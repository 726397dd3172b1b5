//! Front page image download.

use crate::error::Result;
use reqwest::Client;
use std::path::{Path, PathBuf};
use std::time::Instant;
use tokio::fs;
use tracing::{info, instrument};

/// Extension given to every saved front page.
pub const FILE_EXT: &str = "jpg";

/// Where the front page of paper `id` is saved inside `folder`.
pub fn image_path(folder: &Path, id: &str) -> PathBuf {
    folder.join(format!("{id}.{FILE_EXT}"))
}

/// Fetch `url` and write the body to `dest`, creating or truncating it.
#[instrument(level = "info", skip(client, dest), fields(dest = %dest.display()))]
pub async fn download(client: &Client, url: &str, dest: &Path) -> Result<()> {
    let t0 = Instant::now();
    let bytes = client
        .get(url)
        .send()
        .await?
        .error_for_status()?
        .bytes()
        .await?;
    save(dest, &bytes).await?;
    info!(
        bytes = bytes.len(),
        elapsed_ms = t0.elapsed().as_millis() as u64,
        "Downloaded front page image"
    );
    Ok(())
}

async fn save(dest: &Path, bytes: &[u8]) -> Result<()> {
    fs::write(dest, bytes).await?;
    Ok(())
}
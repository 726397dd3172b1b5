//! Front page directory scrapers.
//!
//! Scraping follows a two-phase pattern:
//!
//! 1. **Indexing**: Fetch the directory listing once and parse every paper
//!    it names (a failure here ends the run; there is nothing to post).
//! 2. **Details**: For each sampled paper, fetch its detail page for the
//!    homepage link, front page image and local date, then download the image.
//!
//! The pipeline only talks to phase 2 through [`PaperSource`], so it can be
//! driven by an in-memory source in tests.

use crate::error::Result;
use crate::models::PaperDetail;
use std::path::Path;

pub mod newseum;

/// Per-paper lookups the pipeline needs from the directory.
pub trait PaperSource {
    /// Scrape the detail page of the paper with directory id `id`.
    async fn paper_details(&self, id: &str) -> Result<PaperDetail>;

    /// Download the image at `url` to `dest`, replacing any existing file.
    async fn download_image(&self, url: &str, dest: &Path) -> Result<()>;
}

:::

Directions
Check each line of the listing above for the string "PathBuf" and return those that contain it.

Expected answer
use std::path::{Path, PathBuf};
pub fn image_path(folder: &Path, id: &str) -> PathBuf {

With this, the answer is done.